Organizations often get stuck in legacy thinking that says you cannot grant access to directly query data. This too has changed, as modern data platforms provide security controls to deliver data products through direct access.
Query Language & Tool Integration
SQL is the industry standard for analytical workloads and an open standard developed by the ISO/IEC Joint Technical Committee (JTC) 1 for Information Technology. Since all SQL systems base their query language on the ISO/IEC 9075, the fear of vendor lock-in is reduced, because the SQL can be used across systems with little to no change. This fact removes the need for using APIs to shield data product consumers from the underlying data platform technology.
SQL also checks all the boxes of a data product. Its functionality with existing programming languages and BI tools allows analysts and data scientists to work within their preferred tools and workflows. And, since SQL lets analysts use underlying platforms to query exactly what they want through joins, filters, and aggregates, it reduces the need for duplication and additional data engineering work that a data mesh is meant to prevent.
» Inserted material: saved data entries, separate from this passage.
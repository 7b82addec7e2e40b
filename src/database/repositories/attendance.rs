use async_trait::async_trait;
use chrono::{NaiveDate, Utc};
use sqlx::PgPool;

use super::AttendanceStore;
use crate::database::{
    models::{AttendanceRecord, AttendanceStatus, NewAttendance, OvertimeRequestStatus, RequestStatus},
    utils::sql,
};
use crate::error::{AppError, ClockError};

const ATTENDANCE_COLUMNS: &str = r#"
    id,
    employee_id,
    date,
    status,
    schedule_type,
    time_in,
    time_out,
    lunch_time_in,
    lunch_time_out,
    lunch_time_total,
    time_hours_worked,
    over_time_total,
    time_total,
    request_over_time_status,
    requested_over_time,
    request_leave_status,
    created_at,
    updated_at,
    deleted_at
"#;

#[derive(Clone)]
pub struct AttendanceRepository {
    pool: PgPool,
}

impl AttendanceRepository {
    pub fn new(pool: PgPool) -> Self {
        Self { pool }
    }
}

#[async_trait]
impl AttendanceStore for AttendanceRepository {
    async fn find_by_employee_and_date(
        &self,
        employee_id: i64,
        date: NaiveDate,
    ) -> Result<Option<AttendanceRecord>, AppError> {
        let query = sql(&format!(
            r#"
            SELECT {ATTENDANCE_COLUMNS}
            FROM attendance
            WHERE employee_id = ? AND date = ? AND deleted_at IS NULL
            "#
        ));

        let record = sqlx::query_as::<_, AttendanceRecord>(&query)
            .bind(employee_id)
            .bind(date)
            .fetch_optional(&self.pool)
            .await?;

        Ok(record)
    }

    async fn find_by_id(&self, id: i64) -> Result<Option<AttendanceRecord>, AppError> {
        let query = sql(&format!(
            r#"
            SELECT {ATTENDANCE_COLUMNS}
            FROM attendance
            WHERE id = ? AND deleted_at IS NULL
            "#
        ));

        let record = sqlx::query_as::<_, AttendanceRecord>(&query)
            .bind(id)
            .fetch_optional(&self.pool)
            .await?;

        Ok(record)
    }

    async fn create(&self, input: NewAttendance) -> Result<AttendanceRecord, AppError> {
        let now = Utc::now();
        let query = sql(&format!(
            r#"
            INSERT INTO
                attendance (
                    employee_id,
                    date,
                    status,
                    schedule_type,
                    time_in,
                    request_over_time_status,
                    request_leave_status,
                    created_at,
                    updated_at
                )
            VALUES
                (?, ?, ?, ?, ?, ?, ?, ?, ?)
            RETURNING {ATTENDANCE_COLUMNS}
            "#
        ));

        let created = sqlx::query_as::<_, AttendanceRecord>(&query)
            .bind(input.employee_id)
            .bind(input.date)
            .bind(AttendanceStatus::Ongoing)
            .bind(input.schedule_type)
            .bind(input.time_in)
            .bind(OvertimeRequestStatus::default())
            .bind(RequestStatus::default())
            .bind(now)
            .bind(now)
            .fetch_one(&self.pool)
            .await;

        match created {
            Ok(record) => Ok(record),
            Err(sqlx::Error::Database(db_err)) if db_err.is_unique_violation() => {
                log::info!(
                    "Attendance for employee {} on {} already exists",
                    input.employee_id,
                    input.date
                );
                Err(ClockError::AlreadyClockedInToday.into())
            }
            Err(err) => Err(err.into()),
        }
    }

    async fn update(&self, record: &AttendanceRecord) -> Result<AttendanceRecord, AppError> {
        let query = sql(&format!(
            r#"
            UPDATE
                attendance
            SET
                status = ?,
                time_in = ?,
                time_out = ?,
                lunch_time_in = ?,
                lunch_time_out = ?,
                lunch_time_total = ?,
                time_hours_worked = ?,
                over_time_total = ?,
                time_total = ?,
                request_over_time_status = ?,
                requested_over_time = ?,
                updated_at = ?
            WHERE
                id = ? AND deleted_at IS NULL
            RETURNING {ATTENDANCE_COLUMNS}
            "#
        ));

        let updated = sqlx::query_as::<_, AttendanceRecord>(&query)
            .bind(record.status)
            .bind(record.time_in)
            .bind(record.time_out)
            .bind(record.lunch_time_in)
            .bind(record.lunch_time_out)
            .bind(record.lunch_time_total)
            .bind(record.time_hours_worked)
            .bind(record.over_time_total)
            .bind(record.time_total)
            .bind(record.request_over_time_status)
            .bind(record.requested_over_time)
            .bind(Utc::now())
            .bind(record.id)
            .fetch_optional(&self.pool)
            .await?;

        updated.ok_or_else(|| ClockError::AttendanceNotFound.into())
    }
}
Most importantly, using tools such as Immuta to manage privacy and security policies allows you to securely query data products directly in your data platform of choice.
How Immuta Can Help
Immuta is a key component of a data mesh architecture, providing the computational governance to deliver data products as SQL through modern data platforms. Because Immuta enforces the necessary data controls to meet organizational and regulatory requirements, users can safely query for the data products using their existing tools, such as business intelligence tools or Juptyer notebooks. Instead of relying on in-house or custom solutions when implementing data access control, Immuta’s policy automation unlocks the potential of data mesh for self-service analytics.
Because users are directly querying the data, unlike with an API, Immuta improves cybersecurity by logging and enabling zero trust architectures at the data platform level. Combining user query information with network and application log data creates a complete picture of user activity to stop potential threats.
Immuta continually scans the data platform for sensitive data that needs to be protected, and automates access policy enforcement on that data. As new data products are onboarded, organizations can be assured that any sensitive data can be discovered and protected, lessening the possibility of data leakage.
Leveraging SQL to deliver data products within a data mesh architecture is the most practical choice for organizations aiming to achieve scalability and flexibility while unlocking true value from their cloud platforms. Layering Immuta into this equation helps ensure that no sensitive information slips through the cracks. With streamlined, efficient, and secure workflows, organizations will be better able to reap the full benefits of a data mesh architecture.